» **What is required**
In total, how many lines of the data contain the word "DeviceId"? Only that number is wanted.

» **Records for processing**
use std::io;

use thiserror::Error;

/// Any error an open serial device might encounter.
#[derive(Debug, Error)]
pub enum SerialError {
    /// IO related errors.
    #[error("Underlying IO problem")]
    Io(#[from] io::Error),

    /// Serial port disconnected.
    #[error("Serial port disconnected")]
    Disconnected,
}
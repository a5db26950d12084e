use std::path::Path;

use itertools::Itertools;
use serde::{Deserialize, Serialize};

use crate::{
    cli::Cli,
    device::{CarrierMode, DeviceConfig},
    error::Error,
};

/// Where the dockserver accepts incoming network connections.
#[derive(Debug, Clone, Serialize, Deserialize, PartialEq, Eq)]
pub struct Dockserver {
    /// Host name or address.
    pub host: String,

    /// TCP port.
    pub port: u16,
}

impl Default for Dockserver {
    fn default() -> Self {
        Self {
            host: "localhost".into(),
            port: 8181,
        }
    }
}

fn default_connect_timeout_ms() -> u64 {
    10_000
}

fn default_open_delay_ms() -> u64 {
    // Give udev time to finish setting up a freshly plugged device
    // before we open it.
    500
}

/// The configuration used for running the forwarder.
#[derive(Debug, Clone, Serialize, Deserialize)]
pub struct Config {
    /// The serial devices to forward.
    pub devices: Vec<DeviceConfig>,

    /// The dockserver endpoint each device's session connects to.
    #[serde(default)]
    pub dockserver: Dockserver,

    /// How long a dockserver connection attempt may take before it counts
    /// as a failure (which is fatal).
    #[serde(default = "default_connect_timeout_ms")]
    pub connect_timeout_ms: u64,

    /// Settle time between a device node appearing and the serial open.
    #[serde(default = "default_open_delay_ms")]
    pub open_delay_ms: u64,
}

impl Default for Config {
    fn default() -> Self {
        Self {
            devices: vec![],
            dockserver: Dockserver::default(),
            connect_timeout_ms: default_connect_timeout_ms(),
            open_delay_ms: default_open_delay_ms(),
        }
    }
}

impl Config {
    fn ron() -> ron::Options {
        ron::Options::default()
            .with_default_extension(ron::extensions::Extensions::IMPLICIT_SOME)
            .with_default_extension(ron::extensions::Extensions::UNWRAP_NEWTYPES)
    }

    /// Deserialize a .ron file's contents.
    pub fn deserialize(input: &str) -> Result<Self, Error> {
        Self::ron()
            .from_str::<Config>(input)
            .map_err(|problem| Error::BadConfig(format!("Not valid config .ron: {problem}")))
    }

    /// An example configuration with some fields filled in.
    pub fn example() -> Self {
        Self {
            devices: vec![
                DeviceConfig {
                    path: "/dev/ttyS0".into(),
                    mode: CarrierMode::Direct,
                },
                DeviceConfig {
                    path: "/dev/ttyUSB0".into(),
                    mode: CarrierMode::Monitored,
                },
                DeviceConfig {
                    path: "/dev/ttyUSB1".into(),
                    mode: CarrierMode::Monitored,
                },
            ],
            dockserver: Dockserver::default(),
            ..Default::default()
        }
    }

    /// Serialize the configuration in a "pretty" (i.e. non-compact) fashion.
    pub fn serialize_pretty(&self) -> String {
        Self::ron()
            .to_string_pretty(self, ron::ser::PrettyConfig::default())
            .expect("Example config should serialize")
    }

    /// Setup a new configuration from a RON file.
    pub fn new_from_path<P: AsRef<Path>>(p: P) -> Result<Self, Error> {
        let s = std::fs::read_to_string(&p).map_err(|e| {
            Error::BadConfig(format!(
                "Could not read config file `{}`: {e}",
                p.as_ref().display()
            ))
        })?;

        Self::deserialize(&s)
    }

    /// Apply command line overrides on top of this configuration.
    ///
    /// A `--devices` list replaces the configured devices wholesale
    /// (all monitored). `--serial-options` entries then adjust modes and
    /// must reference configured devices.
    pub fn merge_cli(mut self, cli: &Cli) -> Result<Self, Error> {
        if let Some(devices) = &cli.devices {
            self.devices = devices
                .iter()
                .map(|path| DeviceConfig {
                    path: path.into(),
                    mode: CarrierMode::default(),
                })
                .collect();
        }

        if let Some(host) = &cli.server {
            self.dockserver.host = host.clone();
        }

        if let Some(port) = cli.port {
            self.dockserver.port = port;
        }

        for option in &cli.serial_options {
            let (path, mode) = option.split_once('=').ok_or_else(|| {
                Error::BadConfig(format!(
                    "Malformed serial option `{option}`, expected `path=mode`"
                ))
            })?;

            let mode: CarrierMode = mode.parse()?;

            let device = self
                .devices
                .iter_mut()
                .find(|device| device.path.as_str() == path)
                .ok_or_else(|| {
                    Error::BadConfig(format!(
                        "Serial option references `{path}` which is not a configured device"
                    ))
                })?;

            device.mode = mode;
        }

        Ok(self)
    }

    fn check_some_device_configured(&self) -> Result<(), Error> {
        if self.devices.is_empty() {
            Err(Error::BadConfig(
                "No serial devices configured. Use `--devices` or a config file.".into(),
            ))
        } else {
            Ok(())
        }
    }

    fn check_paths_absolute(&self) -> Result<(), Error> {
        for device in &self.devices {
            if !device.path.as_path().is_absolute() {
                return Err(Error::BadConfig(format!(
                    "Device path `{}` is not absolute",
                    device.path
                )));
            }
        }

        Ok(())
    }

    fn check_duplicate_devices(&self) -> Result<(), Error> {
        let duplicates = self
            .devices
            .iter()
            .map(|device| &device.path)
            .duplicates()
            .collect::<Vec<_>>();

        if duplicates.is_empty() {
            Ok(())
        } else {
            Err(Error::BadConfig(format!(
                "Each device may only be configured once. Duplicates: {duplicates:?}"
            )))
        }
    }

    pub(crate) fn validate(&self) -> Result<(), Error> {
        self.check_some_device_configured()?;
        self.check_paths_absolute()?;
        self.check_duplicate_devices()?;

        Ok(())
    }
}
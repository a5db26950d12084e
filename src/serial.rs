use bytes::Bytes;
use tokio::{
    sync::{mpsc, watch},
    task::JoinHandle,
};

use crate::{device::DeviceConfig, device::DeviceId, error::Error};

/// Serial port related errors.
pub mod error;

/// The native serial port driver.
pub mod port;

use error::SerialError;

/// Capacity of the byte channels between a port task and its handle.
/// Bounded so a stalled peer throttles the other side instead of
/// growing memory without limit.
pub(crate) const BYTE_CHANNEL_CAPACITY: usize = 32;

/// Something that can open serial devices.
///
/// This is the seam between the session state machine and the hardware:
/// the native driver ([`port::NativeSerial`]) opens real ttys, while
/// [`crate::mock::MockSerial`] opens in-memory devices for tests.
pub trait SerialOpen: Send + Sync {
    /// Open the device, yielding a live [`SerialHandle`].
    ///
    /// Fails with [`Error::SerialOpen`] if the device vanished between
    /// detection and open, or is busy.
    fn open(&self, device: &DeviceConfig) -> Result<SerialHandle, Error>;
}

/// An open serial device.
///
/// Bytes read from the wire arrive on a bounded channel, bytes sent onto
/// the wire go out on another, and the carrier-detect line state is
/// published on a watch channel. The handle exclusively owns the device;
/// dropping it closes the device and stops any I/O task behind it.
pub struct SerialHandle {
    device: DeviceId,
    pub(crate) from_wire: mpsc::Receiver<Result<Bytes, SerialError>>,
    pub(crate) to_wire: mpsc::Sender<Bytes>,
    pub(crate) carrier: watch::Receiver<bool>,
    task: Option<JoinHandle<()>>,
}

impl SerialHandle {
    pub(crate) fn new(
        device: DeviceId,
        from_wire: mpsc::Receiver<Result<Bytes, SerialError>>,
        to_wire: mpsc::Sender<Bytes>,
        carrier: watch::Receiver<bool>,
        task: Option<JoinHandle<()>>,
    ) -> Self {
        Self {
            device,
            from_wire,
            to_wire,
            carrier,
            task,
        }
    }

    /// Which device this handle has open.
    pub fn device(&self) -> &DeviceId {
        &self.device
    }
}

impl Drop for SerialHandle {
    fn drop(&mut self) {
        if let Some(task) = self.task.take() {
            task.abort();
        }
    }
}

» **Reply to the exercise**
4